==== SOURCE DATA

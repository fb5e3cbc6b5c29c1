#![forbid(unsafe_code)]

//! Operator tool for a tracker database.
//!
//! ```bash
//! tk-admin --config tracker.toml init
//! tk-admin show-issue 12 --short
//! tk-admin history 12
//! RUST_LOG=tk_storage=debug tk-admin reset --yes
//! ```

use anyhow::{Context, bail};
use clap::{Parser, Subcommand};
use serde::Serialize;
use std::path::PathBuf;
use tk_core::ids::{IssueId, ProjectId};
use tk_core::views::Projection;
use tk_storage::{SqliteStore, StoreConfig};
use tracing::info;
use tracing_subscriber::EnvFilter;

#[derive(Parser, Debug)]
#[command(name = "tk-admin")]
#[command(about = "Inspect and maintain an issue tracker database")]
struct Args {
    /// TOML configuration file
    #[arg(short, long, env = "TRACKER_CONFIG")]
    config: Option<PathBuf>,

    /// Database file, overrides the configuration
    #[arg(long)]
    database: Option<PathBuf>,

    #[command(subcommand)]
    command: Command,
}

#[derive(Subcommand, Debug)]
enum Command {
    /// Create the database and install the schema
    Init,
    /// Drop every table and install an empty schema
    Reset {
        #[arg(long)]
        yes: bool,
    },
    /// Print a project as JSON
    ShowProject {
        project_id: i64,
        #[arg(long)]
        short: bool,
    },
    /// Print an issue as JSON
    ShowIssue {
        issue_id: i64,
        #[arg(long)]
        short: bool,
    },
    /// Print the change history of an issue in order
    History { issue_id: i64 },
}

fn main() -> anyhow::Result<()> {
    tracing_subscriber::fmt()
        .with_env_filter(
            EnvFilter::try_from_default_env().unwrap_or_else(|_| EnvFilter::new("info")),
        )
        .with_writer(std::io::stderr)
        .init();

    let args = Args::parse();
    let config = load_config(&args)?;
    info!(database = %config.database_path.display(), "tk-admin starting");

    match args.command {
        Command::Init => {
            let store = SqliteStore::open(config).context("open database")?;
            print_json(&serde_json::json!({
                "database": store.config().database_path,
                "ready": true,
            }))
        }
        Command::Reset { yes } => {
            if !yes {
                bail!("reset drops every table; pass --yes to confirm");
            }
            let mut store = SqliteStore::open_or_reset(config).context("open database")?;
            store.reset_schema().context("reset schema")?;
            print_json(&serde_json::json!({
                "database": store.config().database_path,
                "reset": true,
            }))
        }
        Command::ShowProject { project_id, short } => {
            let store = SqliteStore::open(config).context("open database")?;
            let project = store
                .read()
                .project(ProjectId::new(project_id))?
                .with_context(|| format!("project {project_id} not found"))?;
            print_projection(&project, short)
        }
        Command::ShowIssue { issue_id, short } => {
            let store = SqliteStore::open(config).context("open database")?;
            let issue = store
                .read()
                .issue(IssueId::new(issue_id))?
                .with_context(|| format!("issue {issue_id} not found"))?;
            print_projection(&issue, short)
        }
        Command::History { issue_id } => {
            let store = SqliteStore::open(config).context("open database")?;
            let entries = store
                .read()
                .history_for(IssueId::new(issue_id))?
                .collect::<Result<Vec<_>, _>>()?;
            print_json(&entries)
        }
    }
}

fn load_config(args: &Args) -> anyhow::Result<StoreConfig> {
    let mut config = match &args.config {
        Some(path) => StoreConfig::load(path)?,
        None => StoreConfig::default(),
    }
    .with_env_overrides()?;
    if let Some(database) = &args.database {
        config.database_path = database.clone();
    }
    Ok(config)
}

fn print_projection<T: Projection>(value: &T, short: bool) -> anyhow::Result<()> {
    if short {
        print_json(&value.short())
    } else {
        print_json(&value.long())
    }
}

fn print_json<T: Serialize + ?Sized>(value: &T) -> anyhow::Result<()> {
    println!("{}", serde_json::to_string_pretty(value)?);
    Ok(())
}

========
==== SOURCE DATA

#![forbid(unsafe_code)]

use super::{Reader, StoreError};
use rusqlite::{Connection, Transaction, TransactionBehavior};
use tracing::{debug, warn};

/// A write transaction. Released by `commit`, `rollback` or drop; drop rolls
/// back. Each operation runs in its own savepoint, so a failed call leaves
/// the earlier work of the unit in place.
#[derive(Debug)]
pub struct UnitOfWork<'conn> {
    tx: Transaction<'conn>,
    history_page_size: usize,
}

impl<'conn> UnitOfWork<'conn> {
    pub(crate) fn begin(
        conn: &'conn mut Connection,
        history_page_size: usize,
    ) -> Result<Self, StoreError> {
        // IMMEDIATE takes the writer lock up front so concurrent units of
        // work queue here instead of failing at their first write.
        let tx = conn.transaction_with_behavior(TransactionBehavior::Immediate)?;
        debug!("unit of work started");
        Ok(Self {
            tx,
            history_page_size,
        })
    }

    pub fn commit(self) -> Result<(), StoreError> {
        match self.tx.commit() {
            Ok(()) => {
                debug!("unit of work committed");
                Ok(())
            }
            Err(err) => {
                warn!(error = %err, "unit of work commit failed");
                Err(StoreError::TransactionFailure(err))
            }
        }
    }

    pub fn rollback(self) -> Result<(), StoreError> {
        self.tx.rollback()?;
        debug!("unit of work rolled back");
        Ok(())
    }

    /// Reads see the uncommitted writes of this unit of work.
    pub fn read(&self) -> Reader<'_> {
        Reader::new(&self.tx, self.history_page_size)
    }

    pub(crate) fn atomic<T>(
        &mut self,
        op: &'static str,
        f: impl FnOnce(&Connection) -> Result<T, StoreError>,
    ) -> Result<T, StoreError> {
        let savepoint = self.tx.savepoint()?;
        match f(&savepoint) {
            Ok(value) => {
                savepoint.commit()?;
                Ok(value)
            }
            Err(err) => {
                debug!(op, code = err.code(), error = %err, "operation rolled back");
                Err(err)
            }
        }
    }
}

========
==== SOURCE DATA

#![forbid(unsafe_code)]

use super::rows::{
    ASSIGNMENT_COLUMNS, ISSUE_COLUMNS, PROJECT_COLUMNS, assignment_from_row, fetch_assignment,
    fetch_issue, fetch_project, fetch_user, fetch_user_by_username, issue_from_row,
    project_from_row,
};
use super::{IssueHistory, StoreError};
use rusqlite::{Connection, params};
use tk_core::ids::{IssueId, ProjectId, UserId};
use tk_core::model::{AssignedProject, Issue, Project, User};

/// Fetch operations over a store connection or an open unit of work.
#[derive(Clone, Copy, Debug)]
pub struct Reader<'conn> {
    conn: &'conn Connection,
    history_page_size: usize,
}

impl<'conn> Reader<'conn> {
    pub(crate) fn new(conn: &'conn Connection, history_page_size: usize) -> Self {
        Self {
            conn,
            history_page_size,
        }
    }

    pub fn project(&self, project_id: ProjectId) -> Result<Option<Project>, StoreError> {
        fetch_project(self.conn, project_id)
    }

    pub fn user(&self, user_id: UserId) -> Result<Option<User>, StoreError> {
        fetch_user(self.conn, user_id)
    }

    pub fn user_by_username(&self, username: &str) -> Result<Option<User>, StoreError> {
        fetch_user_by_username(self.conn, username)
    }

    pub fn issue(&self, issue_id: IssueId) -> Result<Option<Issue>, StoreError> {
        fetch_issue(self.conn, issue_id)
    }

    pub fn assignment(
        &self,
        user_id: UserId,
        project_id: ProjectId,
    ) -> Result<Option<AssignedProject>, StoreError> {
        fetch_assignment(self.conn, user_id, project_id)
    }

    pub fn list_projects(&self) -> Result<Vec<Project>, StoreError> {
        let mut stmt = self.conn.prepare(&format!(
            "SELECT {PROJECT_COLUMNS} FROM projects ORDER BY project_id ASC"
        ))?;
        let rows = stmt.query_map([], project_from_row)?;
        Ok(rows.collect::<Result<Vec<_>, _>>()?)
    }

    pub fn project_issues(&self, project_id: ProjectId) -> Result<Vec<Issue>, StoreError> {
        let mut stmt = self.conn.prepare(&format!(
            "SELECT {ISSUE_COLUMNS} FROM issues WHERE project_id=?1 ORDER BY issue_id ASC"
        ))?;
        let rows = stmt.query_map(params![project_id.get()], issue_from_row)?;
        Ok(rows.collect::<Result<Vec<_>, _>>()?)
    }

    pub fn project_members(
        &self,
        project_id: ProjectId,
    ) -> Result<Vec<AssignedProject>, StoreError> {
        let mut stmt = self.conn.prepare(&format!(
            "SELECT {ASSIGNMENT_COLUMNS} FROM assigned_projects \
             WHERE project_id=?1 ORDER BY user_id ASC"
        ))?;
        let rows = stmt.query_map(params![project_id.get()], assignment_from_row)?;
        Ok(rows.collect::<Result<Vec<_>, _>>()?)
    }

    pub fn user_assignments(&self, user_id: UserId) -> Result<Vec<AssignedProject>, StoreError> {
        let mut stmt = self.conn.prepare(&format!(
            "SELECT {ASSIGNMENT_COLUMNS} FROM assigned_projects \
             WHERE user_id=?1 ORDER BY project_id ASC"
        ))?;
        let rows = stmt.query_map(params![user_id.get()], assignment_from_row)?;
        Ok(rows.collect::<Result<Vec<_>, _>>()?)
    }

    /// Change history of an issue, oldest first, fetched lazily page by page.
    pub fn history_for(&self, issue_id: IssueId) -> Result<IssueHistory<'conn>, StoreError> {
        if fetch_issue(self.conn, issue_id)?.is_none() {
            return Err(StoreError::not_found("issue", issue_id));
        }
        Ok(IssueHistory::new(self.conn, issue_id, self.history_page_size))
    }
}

========

EXERCISE DETAILS
In the material above, find each line that contains the word "entries", and select it.

ANSWER
            let entries = store
            print_json(&entries)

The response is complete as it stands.